PROBLEM REQUIREMENTS
Two lines below mark the span: the one containing "pub fn collect_from_prefix(prefix: &Path)" and the one containing "Returns true if". Set down both, plus every line between, exactly as they stand, and nothing else.

[Dataset records]
------------------------------------------------------------

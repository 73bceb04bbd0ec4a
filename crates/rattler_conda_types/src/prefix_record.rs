//! Defines the `[PrefixRecord]` struct.

use crate::package::FileMode;
use crate::repo_data_record::RepoDataRecord;
use crate::PackageRecord;
use rattler_digest::serde::SerializableHash;
use serde::{Deserialize, Serialize};
use serde_repr::{Deserialize_repr, Serialize_repr};
use serde_with::serde_as;
use std::fs::File;
use std::io::{BufWriter, Read};
use std::path::{Path, PathBuf};
use std::str::FromStr;

/// Information about every file installed with the package.
///
/// This struct is similar to the [`crate::package::PathsJson`] struct. The difference is that this
/// information refers to installed files whereas [`crate::package::PathsJson`] describes the
/// instructions on how to install a package.
#[derive(Clone, Debug, PartialEq, Eq, Serialize, Deserialize)]
pub struct PrefixPaths {
    /// The version of the file
    pub paths_version: u64,

    /// All entries included in the package.
    #[serde(default)]
    pub paths: Vec<PathsEntry>,
}

impl Default for PrefixPaths {
    fn default() -> Self {
        Self {
            paths_version: 1,
            paths: Vec::default(),
        }
    }
}

impl From<Vec<PathsEntry>> for PrefixPaths {
    fn from(paths: Vec<PathsEntry>) -> Self {
        Self {
            paths,
            ..Default::default()
        }
    }
}

/// Information about a single file installed for a package.
///
/// This struct is similar to the [`crate::package::PathsEntry`] struct. The difference is that this
/// information refers to installed files whereas [`crate::package::PathsEntry`] describes the
/// instructions on how to install a file.
#[serde_as]
#[derive(Clone, Debug, PartialEq, Eq, Serialize, Deserialize, Hash)]
pub struct PathsEntry {
    /// The relative path from the root of the package
    #[serde(rename = "_path")]
    #[serde_as(as = "crate::utils::serde::NormalizedPath")]
    pub relative_path: PathBuf,

    /// The original path of the file in the package. This is only set if the file was clobbered by
    /// another package and therefore the original path is not the same as the relative path.
    #[serde(default, skip_serializing_if = "Option::is_none")]
    pub original_path: Option<PathBuf>,

    /// How the file was installed into the environment
    pub path_type: PathType,

    /// Whether or not this file should not be linked
    #[serde(
        default = "no_link_default",
        skip_serializing_if = "is_no_link_default"
    )]
    pub no_link: bool,

    /// A hex representation of the SHA256 hash of the contents of the file.
    #[serde_as(as = "Option<SerializableHash::<rattler_digest::Sha256>>")]
    #[serde(default, skip_serializing_if = "Option::is_none")]
    pub sha256: Option<rattler_digest::Sha256Hash>,

    /// A hex representation of the SHA256 hash of the original file from which this was created.
    #[serde_as(as = "Option<SerializableHash::<rattler_digest::Sha256>>")]
    #[serde(default, skip_serializing_if = "Option::is_none")]
    pub sha256_in_prefix: Option<rattler_digest::Sha256Hash>,

    /// The size of the file in bytes
    #[serde(default, skip_serializing_if = "Option::is_none")]
    pub size_in_bytes: Option<u64>,

    /// The file mode of the entry. This is used in conjunction with a prefix_placeholder
    #[serde(default, skip_serializing_if = "Option::is_none")]
    pub file_mode: Option<FileMode>,

    /// The original sentinel value used for prefix-replacement from the package
    #[serde(default, skip_serializing_if = "Option::is_none")]
    pub prefix_placeholder: Option<String>,
}

/// Information about a single file installed for a package.
///
/// This enum is similar to the [`crate::package::PathType`] enum. This enum includes more enum entries
/// that are created when a file is installed.
#[derive(Copy, Clone, Debug, PartialEq, Eq, Serialize, Deserialize, Hash)]
#[serde(rename_all = "snake_case")]
pub enum PathType {
    /// The file was installed as a hard link (i.e. a file that points to another file in the package cache)
    #[serde(rename = "hardlink")]
    HardLink,
    #[serde(rename = "softlink")]
    /// The file was installed as a soft link (i.e. a soft link to a file in the package cache)
    SoftLink,
    /// An empty directory was created at installation time here
    Directory,
    /// This is a file that was automatically "compiled" from Python source code when a `noarch` package
    /// was installed
    PycFile,
    /// This file is a Python entry point script for Windows (a `<entrypoint>-script.py` Python script file)
    WindowsPythonEntryPointScript,
    /// This file is a Python entry point executable for Windows (a `<entrypoint>.exe` file)
    WindowsPythonEntryPointExe,
    /// This file is a Python entry point executable for Unix (a `<entrypoint>` Python script file)
    /// Entry points are created in the `bin/...` directory when installing Python noarch packages
    UnixPythonEntryPoint,
    /// NOT USED - path to the package's .json file in conda-meta
    LinkedPackageRecord,
}

impl From<crate::package::PathType> for PathType {
    fn from(ty: crate::package::PathType) -> Self {
        match ty {
            crate::package::PathType::HardLink => PathType::HardLink,
            crate::package::PathType::SoftLink => PathType::SoftLink,
            crate::package::PathType::Directory => PathType::Directory,
        }
    }
}

/// A record of a single package installed within an environment. The struct includes the
/// [`RepoDataRecord`] which specifies information about where the original package comes from.
#[serde_as]
#[derive(Debug, Deserialize, Serialize, Eq, PartialEq, Clone)]
pub struct PrefixRecord {
    /// The data from the repodata
    #[serde(flatten)]
    pub repodata_record: RepoDataRecord,

    /// The path to where the archive of the package was stored on disk.
    #[serde(default, skip_serializing_if = "Option::is_none")]
    pub package_tarball_full_path: Option<PathBuf>,

    /// The path that contains the extracted package content.
    #[serde(default, skip_serializing_if = "Option::is_none")]
    pub extracted_package_dir: Option<PathBuf>,

    /// A sorted list of all files included in this package
    #[serde(default)]
    #[serde_as(as = "Vec<crate::utils::serde::NormalizedPath>")]
    pub files: Vec<PathBuf>,

    /// Information about how files have been linked when installing the package.
    #[serde(default)]
    pub paths_data: PrefixPaths,

    /// This field contains a reference to the package cache from where the package was linked.
    #[serde(default, skip_serializing_if = "Option::is_none")]
    pub link: Option<Link>,

    /// The spec that was used when this package was installed. Note that this field is not updated if the
    /// currently another spec was used. Note: conda seems to serialize a "None" string value instead of `null`.
    #[serde(default, skip_serializing_if = "Option::is_none")]
    pub requested_spec: Option<String>,
}

impl PrefixRecord {
    /// Parses a `paths.json` file from a reader.
    pub fn from_reader(mut reader: impl Read) -> Result<Self, std::io::Error> {
        let mut str = String::new();
        reader.read_to_string(&mut str)?;
        simd_json::serde::from_slice(&mut str.into_bytes()).map_err(Into::into)
    }

    /// Creates a `PrefixRecord` from a `RepoDataRecord`.
    pub fn from_repodata_record(
        repodata_record: RepoDataRecord,
        package_tarball_full_path: Option<PathBuf>,
        extracted_package_dir: Option<PathBuf>,
        paths: Vec<PathsEntry>,
        requested_spec: Option<String>,
        link: Option<Link>,
    ) -> Self {
        Self {
            repodata_record,
            package_tarball_full_path,
            extracted_package_dir,
            files: paths
                .iter()
                .map(|entry| entry.relative_path.clone())
                .collect(),
            paths_data: paths.into(),
            link,
            requested_spec,
        }
    }

    /// Parses a `paths.json` file from a file.
    pub fn from_path(path: impl AsRef<Path>) -> Result<Self, std::io::Error> {
        Self::from_reader(File::open(path.as_ref())?)
    }

    /// Return the canonical file name for a `PrefixRecord`. Takes the form of
    /// `<package_name>-<version>-<build>.json`.
    pub fn file_name(&self) -> String {
        format!(
            "{}-{}-{}.json",
            self.repodata_record.package_record.name.as_normalized(),
            self.repodata_record.package_record.version,
            self.repodata_record.package_record.build
        )
    }

    /// Writes the contents of this instance to the file at the specified location.
    pub fn write_to_path(
        &self,
        path: impl AsRef<Path>,
        pretty: bool,
    ) -> Result<(), std::io::Error> {
        self.write_to(File::create(path)?, pretty)
    }

    /// Writes the contents of this instance to the file at the specified location.
    pub fn write_to(
        &self,
        writer: impl std::io::Write,
        pretty: bool,
    ) -> Result<(), std::io::Error> {
        if pretty {
            serde_json::to_writer_pretty(BufWriter::new(writer), self)?;
        } else {
            serde_json::to_writer(BufWriter::new(writer), self)?;
        }
        Ok(())
    }

    /// Collects all `PrefixRecord`s from the specified prefix. This function will read all files in
    /// the `$PREFIX/conda-meta` directory and parse them as `PrefixRecord`s.
    pub fn collect_from_prefix(prefix: &Path) -> Result<Vec<PrefixRecord>, std::io::Error> {
        let mut records = Vec::new();
        let conda_meta_path = prefix.join("conda-meta");

        if !conda_meta_path.exists() {
            return Ok(records);
        }

        for entry in std::fs::read_dir(prefix.join("conda-meta"))? {
            let entry = entry?;

            if entry.file_type()?.is_file()
                && entry.file_name().to_string_lossy().ends_with(".json")
            {
                let record = Self::from_path(entry.path())?;
                records.push(record);
            }
        }
        Ok(records)
    }
}

impl FromStr for PrefixRecord {
    type Err = std::io::Error;

    fn from_str(s: &str) -> Result<Self, Self::Err> {
        serde_json::from_str(s).map_err(Into::into)
    }
}

/// A record of a single file that was installed into the prefix
#[derive(Debug, Deserialize, Serialize, Eq, PartialEq, Clone)]
pub struct Link {
    /// The path to the file source that was installed
    pub source: PathBuf,

    /// The link type that was used to install the file
    #[serde(rename = "type")]
    pub link_type: Option<LinkType>,
}

/// The different link types that are used
#[derive(Copy, Clone, Debug, PartialEq, Eq, Serialize_repr, Deserialize_repr, Hash)]
#[serde(rename_all = "lowercase")]
#[repr(u8)]
pub enum LinkType {
    /// Hard link refers to the same inode as the source file
    HardLink = 1,
    /// Soft link is a soft link to the source file
    SoftLink = 2,
    /// Copy is a proper copy of the source file (duplicated data on hard disk)
    Copy = 3,
    /// Directory is a (empty) directory
    Directory = 4,
}

/// Returns the default value for the `no_link` value of a [`PathsEntry`]
fn no_link_default() -> bool {
    false
}

/// Returns true if the value is equal to the default value for the `no_link` value of a [`PathsEntry`]
fn is_no_link_default(value: &bool) -> bool {
    *value == no_link_default()
}

impl AsRef<RepoDataRecord> for PrefixRecord {
    fn as_ref(&self) -> &RepoDataRecord {
        &self.repodata_record
    }
}

impl AsRef<PackageRecord> for PrefixRecord {
    fn as_ref(&self) -> &PackageRecord {
        &self.repodata_record.package_record
    }
}

#[cfg(test)]
mod test {
    use super::*;
    use crate::{PackageName, PackageRecord, RepoDataRecord, VersionWithSource};
    use std::str::FromStr;
    use url::Url;

    fn sample_record() -> PrefixRecord {
        let package_record = PackageRecord::new(
            PackageName::from_str("xz").unwrap(),
            VersionWithSource::from_str("5.2.6").unwrap(),
            "h8d14728_0".to_string(),
        );
        let repodata_record = RepoDataRecord {
            package_record,
            file_name: "xz-5.2.6-h8d14728_0.tar.bz2".to_string(),
            url: Url::parse("https://conda.anaconda.org/conda-forge/win-64/xz-5.2.6-h8d14728_0.tar.bz2").unwrap(),
            channel: "conda-forge".to_string(),
        };
        PrefixRecord::from_repodata_record(repodata_record, None, None, Vec::new(), None, None)
    }

    #[test]
    fn parse_prefix_record_round_trip() {
        let record = sample_record();
        let dir = tempfile::tempdir().unwrap();
        let path = dir.path().join(record.file_name());
        record.write_to_path(&path, true).unwrap();

        let parsed = PrefixRecord::from_path(&path).unwrap();
        assert_eq!(
            parsed.repodata_record.package_record.name,
            record.repodata_record.package_record.name
        );
        assert_eq!(
            parsed.repodata_record.package_record.version,
            record.repodata_record.package_record.version
        );
    }
}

------------------------------------------------------------

ANSWER BOX
    pub fn collect_from_prefix(prefix: &Path) -> Result<Vec<PrefixRecord>, std::io::Error> {
        let mut records = Vec::new();
        let conda_meta_path = prefix.join("conda-meta");

        if !conda_meta_path.exists() {
            return Ok(records);
        }

        for entry in std::fs::read_dir(prefix.join("conda-meta"))? {
            let entry = entry?;

            if entry.file_type()?.is_file()
                && entry.file_name().to_string_lossy().ends_with(".json")
            {
                let record = Self::from_path(entry.path())?;
                records.push(record);
            }
        }
        Ok(records)
    }
}

impl FromStr for PrefixRecord {
    type Err = std::io::Error;

    fn from_str(s: &str) -> Result<Self, Self::Err> {
        serde_json::from_str(s).map_err(Into::into)
    }
}

/// A record of a single file that was installed into the prefix
#[derive(Debug, Deserialize, Serialize, Eq, PartialEq, Clone)]
pub struct Link {
    /// The path to the file source that was installed
    pub source: PathBuf,

    /// The link type that was used to install the file
    #[serde(rename = "type")]
    pub link_type: Option<LinkType>,
}

/// The different link types that are used
#[derive(Copy, Clone, Debug, PartialEq, Eq, Serialize_repr, Deserialize_repr, Hash)]
#[serde(rename_all = "lowercase")]
#[repr(u8)]
pub enum LinkType {
    /// Hard link refers to the same inode as the source file
    HardLink = 1,
    /// Soft link is a soft link to the source file
    SoftLink = 2,
    /// Copy is a proper copy of the source file (duplicated data on hard disk)
    Copy = 3,
    /// Directory is a (empty) directory
    Directory = 4,
}

/// Returns the default value for the `no_link` value of a [`PathsEntry`]
fn no_link_default() -> bool {
    false
}

/// Returns true if the value is equal to the default value for the `no_link` value of a [`PathsEntry`]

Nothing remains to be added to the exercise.